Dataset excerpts
+++++
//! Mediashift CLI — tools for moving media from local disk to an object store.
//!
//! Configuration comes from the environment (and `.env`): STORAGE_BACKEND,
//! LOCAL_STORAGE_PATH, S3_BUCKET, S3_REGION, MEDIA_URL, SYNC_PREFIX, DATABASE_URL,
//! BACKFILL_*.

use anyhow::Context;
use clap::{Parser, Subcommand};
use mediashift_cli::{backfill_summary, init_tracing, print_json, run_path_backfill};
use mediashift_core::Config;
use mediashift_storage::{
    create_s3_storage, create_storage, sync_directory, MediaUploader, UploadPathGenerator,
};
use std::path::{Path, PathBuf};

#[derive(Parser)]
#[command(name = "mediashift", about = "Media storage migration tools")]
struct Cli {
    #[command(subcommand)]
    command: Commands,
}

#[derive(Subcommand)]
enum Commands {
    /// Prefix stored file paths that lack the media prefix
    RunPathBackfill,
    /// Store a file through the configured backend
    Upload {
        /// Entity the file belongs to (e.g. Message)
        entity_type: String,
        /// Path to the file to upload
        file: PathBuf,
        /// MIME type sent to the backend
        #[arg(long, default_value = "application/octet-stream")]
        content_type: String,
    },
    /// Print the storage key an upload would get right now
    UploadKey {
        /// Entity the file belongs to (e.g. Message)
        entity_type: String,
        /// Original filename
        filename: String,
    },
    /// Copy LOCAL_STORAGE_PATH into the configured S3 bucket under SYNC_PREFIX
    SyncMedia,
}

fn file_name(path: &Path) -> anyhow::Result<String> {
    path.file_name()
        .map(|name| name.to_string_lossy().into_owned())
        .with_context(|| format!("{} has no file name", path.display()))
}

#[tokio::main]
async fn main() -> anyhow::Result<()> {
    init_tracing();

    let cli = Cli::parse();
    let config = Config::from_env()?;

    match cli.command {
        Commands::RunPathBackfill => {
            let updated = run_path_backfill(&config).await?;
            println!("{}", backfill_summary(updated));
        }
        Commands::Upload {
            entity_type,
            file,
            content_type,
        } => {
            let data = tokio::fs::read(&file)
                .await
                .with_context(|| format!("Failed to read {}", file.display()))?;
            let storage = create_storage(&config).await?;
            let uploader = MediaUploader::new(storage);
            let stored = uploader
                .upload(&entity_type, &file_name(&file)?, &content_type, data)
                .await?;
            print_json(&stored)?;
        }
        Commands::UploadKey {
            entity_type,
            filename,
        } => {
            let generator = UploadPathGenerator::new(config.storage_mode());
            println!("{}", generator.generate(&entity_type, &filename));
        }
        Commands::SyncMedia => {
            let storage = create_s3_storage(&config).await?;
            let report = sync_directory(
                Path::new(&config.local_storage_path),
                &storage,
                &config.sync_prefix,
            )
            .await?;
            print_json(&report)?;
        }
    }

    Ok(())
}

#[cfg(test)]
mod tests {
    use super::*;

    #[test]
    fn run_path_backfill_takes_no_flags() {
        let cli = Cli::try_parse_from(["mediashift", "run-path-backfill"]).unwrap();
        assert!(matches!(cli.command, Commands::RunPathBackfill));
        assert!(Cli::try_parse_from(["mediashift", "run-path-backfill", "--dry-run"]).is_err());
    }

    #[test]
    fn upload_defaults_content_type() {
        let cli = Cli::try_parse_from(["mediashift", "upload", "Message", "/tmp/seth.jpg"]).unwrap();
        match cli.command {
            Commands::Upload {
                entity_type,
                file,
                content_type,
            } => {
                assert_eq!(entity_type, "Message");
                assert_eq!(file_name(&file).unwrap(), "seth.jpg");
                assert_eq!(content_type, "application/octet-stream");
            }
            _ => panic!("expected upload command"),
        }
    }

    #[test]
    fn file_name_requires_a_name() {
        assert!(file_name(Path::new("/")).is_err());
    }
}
+++++
Action item:
Each record above must be given again exactly.

Written solution:
//! Mediashift CLI — tools for moving media from local disk to an object store.
//!
//! Configuration comes from the environment (and `.env`): STORAGE_BACKEND,
//! LOCAL_STORAGE_PATH, S3_BUCKET, S3_REGION, MEDIA_URL, SYNC_PREFIX, DATABASE_URL,
//! BACKFILL_*.

use anyhow::Context;
use clap::{Parser, Subcommand};
use mediashift_cli::{backfill_summary, init_tracing, print_json, run_path_backfill};
use mediashift_core::Config;
use mediashift_storage::{
    create_s3_storage, create_storage, sync_directory, MediaUploader, UploadPathGenerator,
};
use std::path::{Path, PathBuf};

#[derive(Parser)]
#[command(name = "mediashift", about = "Media storage migration tools")]
struct Cli {
    #[command(subcommand)]
    command: Commands,
}

#[derive(Subcommand)]
enum Commands {
    /// Prefix stored file paths that lack the media prefix
    RunPathBackfill,
    /// Store a file through the configured backend
    Upload {
        /// Entity the file belongs to (e.g. Message)
        entity_type: String,
        /// Path to the file to upload
        file: PathBuf,
        /// MIME type sent to the backend
        #[arg(long, default_value = "application/octet-stream")]
        content_type: String,
    },
    /// Print the storage key an upload would get right now
    UploadKey {
        /// Entity the file belongs to (e.g. Message)
        entity_type: String,
        /// Original filename
        filename: String,
    },
    /// Copy LOCAL_STORAGE_PATH into the configured S3 bucket under SYNC_PREFIX
    SyncMedia,
}

fn file_name(path: &Path) -> anyhow::Result<String> {
    path.file_name()
        .map(|name| name.to_string_lossy().into_owned())
        .with_context(|| format!("{} has no file name", path.display()))
}

#[tokio::main]
async fn main() -> anyhow::Result<()> {
    init_tracing();

    let cli = Cli::parse();
    let config = Config::from_env()?;

    match cli.command {
        Commands::RunPathBackfill => {
            let updated = run_path_backfill(&config).await?;
            println!("{}", backfill_summary(updated));
        }
        Commands::Upload {
            entity_type,
            file,
            content_type,
        } => {
            let data = tokio::fs::read(&file)
                .await
                .with_context(|| format!("Failed to read {}", file.display()))?;
            let storage = create_storage(&config).await?;
            let uploader = MediaUploader::new(storage);
            let stored = uploader
                .upload(&entity_type, &file_name(&file)?, &content_type, data)
                .await?;
            print_json(&stored)?;
        }
        Commands::UploadKey {
            entity_type,
            filename,
        } => {
            let generator = UploadPathGenerator::new(config.storage_mode());
            println!("{}", generator.generate(&entity_type, &filename));
        }
        Commands::SyncMedia => {
            let storage = create_s3_storage(&config).await?;
            let report = sync_directory(
                Path::new(&config.local_storage_path),
                &storage,
                &config.sync_prefix,
            )
            .await?;
            print_json(&report)?;
        }
    }

    Ok(())
}

#[cfg(test)]
mod tests {
    use super::*;

    #[test]
    fn run_path_backfill_takes_no_flags() {
        let cli = Cli::try_parse_from(["mediashift", "run-path-backfill"]).unwrap();
        assert!(matches!(cli.command, Commands::RunPathBackfill));
        assert!(Cli::try_parse_from(["mediashift", "run-path-backfill", "--dry-run"]).is_err());
    }

    #[test]
    fn upload_defaults_content_type() {
        let cli = Cli::try_parse_from(["mediashift", "upload", "Message", "/tmp/seth.jpg"]).unwrap();
        match cli.command {
            Commands::Upload {
                entity_type,
                file,
                content_type,
            } => {
                assert_eq!(entity_type, "Message");
                assert_eq!(file_name(&file).unwrap(), "seth.jpg");
                assert_eq!(content_type, "application/octet-stream");
            }
            _ => panic!("expected upload command"),
        }
    }

    #[test]
    fn file_name_requires_a_name() {
        assert!(file_name(Path::new("/")).is_err());
    }
}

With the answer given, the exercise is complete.